The condition number of a matrix is a measure of how close to singular we are.

The definition of the condition number for a matrix \({\bf A}\) is:

\[\mathrm{cond}({\bf A}) = \| {\bf A} \| \| {\bf A}^{-1} \|\]

which requires defining a suitable norm.

For a matrix with a large condition number, then when solving the system \({\bf A}{\bf x} = {\bf b}\), a small change in \({\bf b}\) leads to a large change in \({\bf x}\). This makes algorithms like Gaussian elimination inaccurate for matrices with large condition numbers.

Condition number comes into play with roundoff error, since for every order of magnitude of the condition number, we lose about 1 digit of accuracy in our solution, or comparing an exact solution, \({\bf x}^\star\) with the computed solution, \({\bf x}\):

\[\frac{\| {\bf x}^\star - {\bf x} \|}{\| {\bf x}^\star \|} \approx \mathrm{cond}({\bf A}) \cdot \epsilon_\mathrm{machine}\]
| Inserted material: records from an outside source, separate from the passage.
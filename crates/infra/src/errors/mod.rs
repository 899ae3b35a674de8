//! Conversions from third-party errors into the domain taxonomy

pub mod conversions;

pub use conversions::*;
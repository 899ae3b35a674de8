//! Mapping of domain errors onto HTTP responses

use axum::extract::rejection::{JsonRejection, PathRejection};
use axum::http::StatusCode;
use axum::response::{IntoResponse, Response};
use axum::Json;
use daybook_domain::DaybookError;
use serde_json::json;
use tracing::{error, warn};

/// Error returned by every handler.
///
/// Serialised as `{"success": false, "error": {"type": ..., "message": ...}}`.
#[derive(Debug)]
pub struct ApiError(pub DaybookError);

impl ApiError {
    /// HTTP status for the wrapped error.
    pub fn status(&self) -> StatusCode {
        match self.0 {
            DaybookError::Validation(_) => StatusCode::BAD_REQUEST,
            DaybookError::NotFound(_) => StatusCode::NOT_FOUND,
            DaybookError::Conflict(_) => StatusCode::CONFLICT,
            DaybookError::Quota(_) => StatusCode::TOO_MANY_REQUESTS,
            DaybookError::Generation(_) => StatusCode::BAD_GATEWAY,
            DaybookError::Auth(_) => StatusCode::UNAUTHORIZED,
            _ => StatusCode::INTERNAL_SERVER_ERROR,
        }
    }
}

impl From<DaybookError> for ApiError {
    fn from(err: DaybookError) -> Self {
        Self(err)
    }
}

impl From<JsonRejection> for ApiError {
    fn from(rejection: JsonRejection) -> Self {
        Self(DaybookError::Validation(format!("invalid request body: {}", rejection.body_text())))
    }
}

impl From<PathRejection> for ApiError {
    fn from(rejection: PathRejection) -> Self {
        Self(DaybookError::Validation(format!("invalid path: {}", rejection.body_text())))
    }
}

impl IntoResponse for ApiError {
    fn into_response(self) -> Response {
        let status = self.status();
        if status.is_server_error() {
            error!(error_type = self.0.label(), error = %self.0, "request failed");
        } else {
            warn!(error_type = self.0.label(), error = %self.0, "request rejected");
        }

        (status, Json(json!({ "success": false, "error": self.0 }))).into_response()
    }
}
where \(\epsilon_\mathrm{machine}\) is the machine epsilon of the floating point format.

Example#

A nice example is given in the paper A simple example of an ill-conditioned matrix by G. J. Tee. Let’s work through that example here.
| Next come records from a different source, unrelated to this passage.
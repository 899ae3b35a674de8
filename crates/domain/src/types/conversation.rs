//! Chat transcript types

use chrono::{DateTime, Utc};
use serde::{Deserialize, Deserializer, Serialize, Serializer};

use crate::impl_label_conversions;

/// Author of a chat message.
#[derive(Debug, Clone, Copy, PartialEq, Eq)]
pub enum ChatRole {
    User,
    Assistant,
}

impl_label_conversions!(ChatRole {
    User => "user",
    Assistant => "assistant",
});

impl Serialize for ChatRole {
    fn serialize<S: Serializer>(&self, serializer: S) -> Result<S::Ok, S::Error> {
        serializer.serialize_str(self.label())
    }
}

impl<'de> Deserialize<'de> for ChatRole {
    fn deserialize<D: Deserializer<'de>>(deserializer: D) -> Result<Self, D::Error> {
        let raw = String::deserialize(deserializer)?;
        raw.parse().map_err(serde::de::Error::custom)
    }
}

/// One entry of the message log, kept in chronological order.
#[derive(Debug, Clone, PartialEq, Eq, Serialize, Deserialize)]
pub struct ChatMessage {
    pub role: ChatRole,
    pub content: String,
    #[serde(default, skip_serializing_if = "Option::is_none")]
    pub timestamp: Option<DateTime<Utc>>,
}

impl ChatMessage {
    pub fn new(role: ChatRole, content: impl Into<String>) -> Self {
        Self { role, content: content.into(), timestamp: None }
    }
}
Let’s start with the matrix:

A = np.array([[11, 10, 14],
              [12, 11, -13],
              [14, 13, -66]], dtype=np.float64)
A
array([[ 11.,  10.,  14.],
       [ 12.,  11., -13.],
       [ 14.,  13., -66.]])

We can compute the determinant:

np.linalg.det(A)
1.0000000000000033

We see that it is non-singular. But it is quite close to being singular. To see this, we can perturb the middle element slightly:

B = A.copy()
B[1, 1] += 1./922.
B
array([[ 11.       ,  10.       ,  14.       ],
       [ 12.       ,  11.0010846, -13.       ],
       [ 14.       ,  13.       , -66.       ]])
np.linalg.det(B)
2.1316282072802905e-14

We see that that small perturbation essentially makes it singular (it would be algebraically singular, but our small number near machine epsilon is due to roundoff).

What is the condition number?

np.linalg.cond(A)
111039.4485341377

That’s quite large.

Let’s consider solving:

\[{\bf A}{\bf x} = {\bf b}\]

with

\[\begin{split}{\bf b} = \left ( \begin{array}{c} 1.001 \\ 0.999 \\ 1.001\end{array} \right )\end{split}\]
b = np.array([1.001, 0.999, 1.001])
x = np.linalg.solve(A, b)
x
array([-0.683,  0.843,  0.006])

Now consider a small perturbation:

\[\begin{split}{\bf b} \rightarrow \left ( \begin{array}{c} 1 \\ 1 \\ 1 \end{array} \right )\end{split}\]

We can think of this as:

\[{\bf A}({\bf x} + \delta{\bf x}) = {\bf b} + \delta {\bf b}\]

And since we are doing a small perturbation to \({\bf b}\), \(\delta {\bf b}\), we would expect the correction to \({\bf x}\), \(\delta {\bf x}\), to also be small.

Let’s solve the new system:

b2 = np.array([1.0, 1.0, 1.0])
x2 = np.linalg.solve(A, b2)
x2
array([ 1.00000000e+00, -1.00000000e+00, -1.66533454e-16])

so a \(1\%\) change in the righthand side, \({\bf b}\) leads to a \(\sim 240\%\) change in the solution, \({\bf x}\). This is not a small difference, and illustrates the behavior of a large condition number.